The risk of having a false positive result due to cross‐reactivity of an immunoassay is largely dependent upon the nature of the antibodies, the particular drug‐hapten used to create the antibodies, the labeled drug detection system, and the chemical structure of the analyte drug and cross‐reactant. For example, many potential EIA cross‐reactant drugs were identified with the older polyclonal antibody EIA assays. Since the late 1980's, EIA immunoassays have been more specific monoclonal antibody based assays 21. BE has a rather unique chemical structure resembling no other drugs of toxicological interest. Therefore, cross‐reactivity between cocaine metabolite immunoassays and substances other than BE is nearly nonexistent 22. However, of particular interest were recent reports that urine specimens from patients receiving a 75 mg daily dose of venlafaxine or urine specimens from patients overdosing on venlafaxine yielded false positive results with some immunoassays for phencyclidine and other drugs of abuse including cocaine metabolite 23, 24. These reports concerning venlafaxine have demonstrated cross‐reactivity not with EIA assays like the DRI or LZ assays, but with the Abbott AXSYM FPIA and Syva Rapid‐Test IC assays.

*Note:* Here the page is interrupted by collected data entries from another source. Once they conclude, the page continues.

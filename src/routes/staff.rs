use actix_web::{HttpRequest, HttpResponse, Result as ActixResult, web};
use once_cell::sync::Lazy;

use crate::middlewares::{self, RequirePermission, Resource};
use crate::models::staff::requests::{CreateStaffRequest, StaffListParams, UpdateStaffRequest};
use crate::services::StaffService;
use crate::utils::SafeIDI64;

static STAFF_SERVICE: Lazy<StaffService> = Lazy::new(StaffService::new_lazy);

pub async fn list_staff(
    req: HttpRequest,
    query: web::Query<StaffListParams>,
) -> ActixResult<HttpResponse> {
    STAFF_SERVICE.list_staff(query.into_inner(), &req).await
}

pub async fn create_staff(
    req: HttpRequest,
    staff_data: web::Json<CreateStaffRequest>,
) -> ActixResult<HttpResponse> {
    STAFF_SERVICE.create_staff(staff_data.into_inner(), &req).await
}

pub async fn get_staff(req: HttpRequest, id: SafeIDI64) -> ActixResult<HttpResponse> {
    STAFF_SERVICE.get_staff(id.0, &req).await
}

pub async fn update_staff(
    req: HttpRequest,
    id: SafeIDI64,
    update_data: web::Json<UpdateStaffRequest>,
) -> ActixResult<HttpResponse> {
    STAFF_SERVICE
        .update_staff(id.0, update_data.into_inner(), &req)
        .await
}

pub async fn delete_staff(req: HttpRequest, id: SafeIDI64) -> ActixResult<HttpResponse> {
    STAFF_SERVICE.delete_staff(id.0, &req).await
}

pub async fn deactivate_staff(req: HttpRequest, id: SafeIDI64) -> ActixResult<HttpResponse> {
    STAFF_SERVICE.deactivate_staff(id.0, &req).await
}

// 配置路由
pub fn configure_staff_routes(cfg: &mut web::ServiceConfig) {
    cfg.service(
        web::scope("/api/staff")
            .wrap(middlewares::RequireJWT)
            .service(
                web::scope("")
                    .wrap(RequirePermission::new(Resource::Staff))
                    .route("", web::get().to(list_staff))
                    .route("", web::post().to(create_staff))
                    .route("/{id}", web::get().to(get_staff))
                    .route("/{id}", web::put().to(update_staff))
                    .route("/{id}", web::delete().to(delete_staff))
                    .route("/{id}/deactivate", web::post().to(deactivate_staff)),
            ),
    );
}
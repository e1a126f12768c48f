use serde::{Deserialize, Serialize};

// 成绩记录
#[derive(Debug, Clone, Serialize, Deserialize)]
pub struct Grade {
    pub id: i64,
    pub student_id: i64,
    pub exam_id: i64,
    pub obtained_marks: f64,
    pub created_at: chrono::DateTime<chrono::Utc>,
    pub updated_at: chrono::DateTime<chrono::Utc>,
}
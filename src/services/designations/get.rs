use actix_web::{HttpRequest, HttpResponse, Result as ActixResult};

use super::DesignationService;
use crate::models::ApiResponse;
use crate::services::common::not_found;

pub async fn get_designation(
    service: &DesignationService,
    id: i64,
    request: &HttpRequest,
) -> ActixResult<HttpResponse> {
    let storage = service.get_storage(request);

    match storage.get_designation_by_id(id).await? {
        Some(designation) => Ok(HttpResponse::Ok().json(ApiResponse::success(
            designation,
            "Designation retrieved successfully",
        ))),
        None => Ok(not_found("Designation")),
    }
}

A study of the possible interferences due to nonsteroidal anti‐inflammatory drugs on the EIA EMIT and FPIA TDx assays demonstrated that high urinary concentrations of feoprofen, flurbiprofen, indomethacin, ketoprofen, and tolmetin might produce false positive results with TDx benzodiazepine assay. However, only tolmetin could potentially cause false positive results with EMIT drugs of abuse assays, including the cocaine metabolite assay 25. We did not test for cross‐reactivity from tolmetin as it is seldom encountered in current toxicological testing.

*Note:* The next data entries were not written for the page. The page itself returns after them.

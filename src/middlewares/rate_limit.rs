/*!
 * 速率限制中间件
 *
 * 用于令牌端点，限制同一客户端在时间窗口内的请求次数。
 *
 * ```rust,ignore
 * web::resource("/token")
 *     .wrap(RateLimit::token())
 *     .route(web::post().to(login))
 * ```
 *
 * 计数按 `前缀:ip:<地址>` 归并，固定窗口，超过后返回 429 并带 `Retry-After`。
 */

use actix_service::{Service, Transform};
use actix_web::{
    Error, HttpResponse,
    body::EitherBody,
    dev::{ServiceRequest, ServiceResponse},
    http::StatusCode,
    http::header::CONTENT_TYPE,
};
use futures_util::future::{LocalBoxFuture, Ready, ready};
use moka::future::Cache;
use once_cell::sync::Lazy;
use std::rc::Rc;
use std::time::{Duration, Instant};
use tracing::warn;

use crate::models::{ApiResponse, ErrorCode};

/// 键: 前缀:ip，值: (窗口起点, 计数)
static RATE_LIMIT_CACHE: Lazy<Cache<String, (Instant, u32)>> = Lazy::new(|| {
    Cache::builder()
        .time_to_idle(Duration::from_secs(600))
        .max_capacity(100_000)
        .build()
});

#[derive(Clone)]
pub struct RateLimit {
    max_requests: u32,
    window_secs: u64,
    key_prefix: String,
}

impl RateLimit {
    pub fn new(max_requests: u32, window_secs: u64) -> Self {
        Self {
            max_requests,
            window_secs,
            key_prefix: String::new(),
        }
    }

    pub fn with_prefix(mut self, prefix: &str) -> Self {
        self.key_prefix = prefix.to_string();
        self
    }

    /// 登录（获取令牌）：10次/分钟/IP
    pub fn token() -> Self {
        Self::new(10, 60).with_prefix("token")
    }

    /// 刷新令牌：20次/分钟/IP
    pub fn refresh_token() -> Self {
        Self::new(20, 60).with_prefix("refresh")
    }

    fn cache_key(&self, client: &str) -> String {
        if self.key_prefix.is_empty() {
            format!("ip:{client}")
        } else {
            format!("{}:ip:{}", self.key_prefix, client)
        }
    }
}

/// 计算窗口内的新计数；返回 None 表示已超限
fn next_count(
    entry: Option<(Instant, u32)>,
    now: Instant,
    window: Duration,
    max_requests: u32,
) -> Option<(Instant, u32)> {
    match entry {
        Some((start, count)) if now.duration_since(start) < window => {
            (count < max_requests).then_some((start, count + 1))
        }
        _ => Some((now, 1)),
    }
}

/// 取客户端 IP。部署在反向代理后面时依赖代理写入的转发头
fn extract_client_ip(req: &ServiceRequest) -> String {
    let connection_ip = req
        .connection_info()
        .realip_remote_addr()
        .map(|s| s.to_string());

    if let Some(ref ip) = connection_ip
        && is_valid_ip(ip)
    {
        return ip.clone();
    }

    if let Some(forwarded) = req.headers().get("X-Forwarded-For")
        && let Ok(value) = forwarded.to_str()
        && let Some(ip) = value.split(',').next()
    {
        let ip = ip.trim();
        if is_valid_ip(ip) {
            return ip.to_string();
        }
    }

    connection_ip.unwrap_or_else(|| "unknown".to_string())
}

fn is_valid_ip(ip: &str) -> bool {
    ip.parse::<std::net::IpAddr>().is_ok()
}

fn create_rate_limit_response(retry_after: u64) -> HttpResponse {
    HttpResponse::build(StatusCode::TOO_MANY_REQUESTS)
        .insert_header((CONTENT_TYPE, "application/json; charset=utf-8"))
        .insert_header(("Retry-After", retry_after.to_string()))
        .json(ApiResponse::<()>::error_empty(
            ErrorCode::RateLimitExceeded,
            "Request was throttled. Please try again later.",
        ))
}

impl<S, B> Transform<S, ServiceRequest> for RateLimit
where
    S: Service<ServiceRequest, Response = ServiceResponse<B>, Error = Error> + 'static,
    B: 'static,
{
    type Response = ServiceResponse<EitherBody<B>>;
    type Error = Error;
    type InitError = ();
    type Transform = RateLimitMiddleware<S>;
    type Future = Ready<Result<Self::Transform, Self::InitError>>;

    fn new_transform(&self, service: S) -> Self::Future {
        ready(Ok(RateLimitMiddleware {
            service: Rc::new(service),
            limit: self.clone(),
        }))
    }
}

pub struct RateLimitMiddleware<S> {
    service: Rc<S>,
    limit: RateLimit,
}

impl<S, B> Service<ServiceRequest> for RateLimitMiddleware<S>
where
    S: Service<ServiceRequest, Response = ServiceResponse<B>, Error = Error> + 'static,
    B: 'static,
{
    type Response = ServiceResponse<EitherBody<B>>;
    type Error = Error;
    type Future = LocalBoxFuture<'static, Result<Self::Response, Self::Error>>;

    fn poll_ready(
        &self,
        ctx: &mut std::task::Context<'_>,
    ) -> std::task::Poll<Result<(), Self::Error>> {
        self.service.poll_ready(ctx)
    }

    fn call(&self, req: ServiceRequest) -> Self::Future {
        let srv = self.service.clone();
        let limit = self.limit.clone();

        Box::pin(async move {
            let cache_key = limit.cache_key(&extract_client_ip(&req));
            let window = Duration::from_secs(limit.window_secs);
            let entry = RATE_LIMIT_CACHE.get(&cache_key).await;

            match next_count(entry, Instant::now(), window, limit.max_requests) {
                Some(next) => {
                    RATE_LIMIT_CACHE.insert(cache_key, next).await;
                    let res = srv.call(req).await?.map_into_left_body();
                    Ok(res)
                }
                None => {
                    warn!(
                        "Rate limit exceeded for key: {} (limit {}/{}s)",
                        cache_key, limit.max_requests, limit.window_secs
                    );
                    Ok(req.into_response(
                        create_rate_limit_response(limit.window_secs).map_into_right_body(),
                    ))
                }
            }
        })
    }
}

#[cfg(test)]
mod tests {
    use super::*;

    #[test]
    fn test_rate_limit_presets() {
        let token = RateLimit::token();
        assert_eq!(token.max_requests, 10);
        assert_eq!(token.window_secs, 60);
        assert_eq!(token.cache_key("1.2.3.4"), "token:ip:1.2.3.4");

        let refresh = RateLimit::refresh_token();
        assert_eq!(refresh.max_requests, 20);
        assert_eq!(RateLimit::new(1, 1).cache_key("::1"), "ip:::1");
    }

    #[test]
    fn test_fixed_window_counting() {
        let window = Duration::from_secs(60);
        let start = Instant::now();

        let first = next_count(None, start, window, 2).unwrap();
        assert_eq!(first.1, 1);
        let second = next_count(Some(first), start, window, 2).unwrap();
        assert_eq!(second.1, 2);
        assert!(next_count(Some(second), start, window, 2).is_none());

        // 窗口过后重新计数
        let later = start + Duration::from_secs(61);
        let reset = next_count(Some(second), later, window, 2).unwrap();
        assert_eq!(reset, (later, 1));
    }
}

In conclusion, we have found that the analytical performance of the DRI and Lin‐Zhi cocaine metabolite enzyme immunoassays, including precision and selectivity, was consistent with their respective manufacturers’ literature. At a cutoff concentration of 300 ng/ml of BE, both assays have sufficient analytical efficiency for the detection of this cocaine metabolite in routine urine drug testing.